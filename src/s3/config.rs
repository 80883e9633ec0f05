//! S3配置模块
//!
//! 该模块负责根据部署配置创建指向 COS 的 S3 客户端。

use crate::config::DeployConfig;
use aws_config::BehaviorVersion;
use aws_config::Region;
use aws_config::meta::region::RegionProviderChain;
use aws_config::retry::RetryConfig;
use aws_sdk_s3::Client;
use aws_sdk_s3::config::{Credentials, RequestChecksumCalculation};
use tracing::debug;

/// 凭据来源名称
const CREDENTIALS_PROVIDER: &str = "cos-deploy-env";

/// 使用部署配置创建 S3 客户端。
///
/// - 静态凭据来自环境变量
/// - 关闭自动重试，失败的调用直接交给调用方处理
/// - 只在操作要求时计算请求校验和（`enable_md5` 为 `true` 时总是计算）
///
/// # 参数
///
/// * `config` - 部署配置
///
/// # 返回值
///
/// 配置好的 `aws_sdk_s3::Client`。
pub async fn create_s3_client(config: &DeployConfig) -> Client {
    let credentials = Credentials::new(
        config.credentials.secret_id.clone(),
        config.credentials.secret_key.clone(),
        None,
        None,
        CREDENTIALS_PROVIDER,
    );

    let region_provider =
        RegionProviderChain::first_try(Some(Region::new(config.target.region.clone())));
    let endpoint = config.endpoint_url();

    let checksum = if config.upload.enable_md5 {
        RequestChecksumCalculation::WhenSupported
    } else {
        RequestChecksumCalculation::WhenRequired
    };

    debug!(
        region = %config.target.region,
        endpoint = %endpoint,
        force_path_style = config.force_path_style,
        "创建 S3 客户端"
    );

    let sdk_config = aws_config::defaults(BehaviorVersion::latest())
        .credentials_provider(credentials)
        .region(region_provider)
        .endpoint_url(endpoint)
        .retry_config(RetryConfig::disabled())
        .load()
        .await;

    let s3_config = aws_sdk_s3::config::Builder::from(&sdk_config)
        .force_path_style(config.force_path_style)
        .request_checksum_calculation(checksum)
        .build();

    Client::from_conf(s3_config)
}
//! S3模块
//!
//! 该模块负责与 COS（S3 兼容接口）的交互，包括客户端配置、存储桶操作和文件上传。

// 声明子模块
pub mod config;
pub mod multipart;
pub mod store;

// 重新导出常用的类型和函数
pub use config::create_s3_client;
pub use store::{ObjectStore, S3ObjectStore, WebsiteConfig};
use cos_deploy::config::DeployConfig;
use tracing_subscriber::EnvFilter;
use tracing_subscriber::fmt::time::LocalTime;

#[tokio::main]
async fn main() -> anyhow::Result<()> {
    // 加载 .env 文件
    dotenvy::dotenv().ok();

    // 诊断日志写到 stderr，stdout 只输出部署进度
    tracing_subscriber::fmt()
        .with_env_filter(EnvFilter::try_from_default_env().unwrap_or_else(|_| "warn".into()))
        .with_timer(LocalTime::rfc_3339())
        .with_writer(std::io::stderr)
        .init();

    println!("=== SoulMirror COS 部署 ===");

    let config = match DeployConfig::from_env() {
        Ok(config) => config,
        Err(err) => {
            println!("错误: {err}");
            std::process::exit(1);
        }
    };

    cos_deploy::deploy(&config, std::io::stdout()).await?;
    Ok(())
}
//! 工具函数模块
//!
//! - 路径处理工具（对象键计算、内容类型猜测）

pub mod path;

> **Prompt**
Print the records above exactly. Omit nothing.

> **Reply**
filename src/s3/config.rs
repository 80883e9633ec0f05
//! S3配置模块
//!
//! 该模块负责根据部署配置创建指向 COS 的 S3 客户端。

use crate::config::DeployConfig;
use aws_config::BehaviorVersion;
use aws_config::Region;
use aws_config::meta::region::RegionProviderChain;
use aws_config::retry::RetryConfig;
use aws_sdk_s3::Client;
use aws_sdk_s3::config::{Credentials, RequestChecksumCalculation};
use tracing::debug;

/// 凭据来源名称
const CREDENTIALS_PROVIDER: &str = "cos-deploy-env";

/// 使用部署配置创建 S3 客户端。
///
/// - 静态凭据来自环境变量
/// - 关闭自动重试，失败的调用直接交给调用方处理
/// - 只在操作要求时计算请求校验和（`enable_md5` 为 `true` 时总是计算）
///
/// # 参数
///
/// * `config` - 部署配置
///
/// # 返回值
///
/// 配置好的 `aws_sdk_s3::Client`。
pub async fn create_s3_client(config: &DeployConfig) -> Client {
    let credentials = Credentials::new(
        config.credentials.secret_id.clone(),
        config.credentials.secret_key.clone(),
        None,
        None,
        CREDENTIALS_PROVIDER,
    );

    let region_provider =
        RegionProviderChain::first_try(Some(Region::new(config.target.region.clone())));
    let endpoint = config.endpoint_url();

    let checksum = if config.upload.enable_md5 {
        RequestChecksumCalculation::WhenSupported
    } else {
        RequestChecksumCalculation::WhenRequired
    };

    debug!(
        region = %config.target.region,
        endpoint = %endpoint,
        force_path_style = config.force_path_style,
        "创建 S3 客户端"
    );

    let sdk_config = aws_config::defaults(BehaviorVersion::latest())
        .credentials_provider(credentials)
        .region(region_provider)
        .endpoint_url(endpoint)
        .retry_config(RetryConfig::disabled())
        .load()
        .await;

    let s3_config = aws_sdk_s3::config::Builder::from(&sdk_config)
        .force_path_style(config.force_path_style)
        .request_checksum_calculation(checksum)
        .build();

    Client::from_conf(s3_config)
}
//! S3模块
//!
//! 该模块负责与 COS（S3 兼容接口）的交互，包括客户端配置、存储桶操作和文件上传。

// 声明子模块
pub mod config;
pub mod multipart;
pub mod store;

// 重新导出常用的类型和函数
pub use config::create_s3_client;
pub use store::{ObjectStore, S3ObjectStore, WebsiteConfig};
use cos_deploy::config::DeployConfig;
use tracing_subscriber::EnvFilter;
use tracing_subscriber::fmt::time::LocalTime;

#[tokio::main]
async fn main() -> anyhow::Result<()> {
    // 加载 .env 文件
    dotenvy::dotenv().ok();

    // 诊断日志写到 stderr，stdout 只输出部署进度
    tracing_subscriber::fmt()
        .with_env_filter(EnvFilter::try_from_default_env().unwrap_or_else(|_| "warn".into()))
        .with_timer(LocalTime::rfc_3339())
        .with_writer(std::io::stderr)
        .init();

    println!("=== SoulMirror COS 部署 ===");

    let config = match DeployConfig::from_env() {
        Ok(config) => config,
        Err(err) => {
            println!("错误: {err}");
            std::process::exit(1);
        }
    };

    cos_deploy::deploy(&config, std::io::stdout()).await?;
    Ok(())
}
//! 工具函数模块
//!
//! - 路径处理工具（对象键计算、内容类型猜测）

pub mod path;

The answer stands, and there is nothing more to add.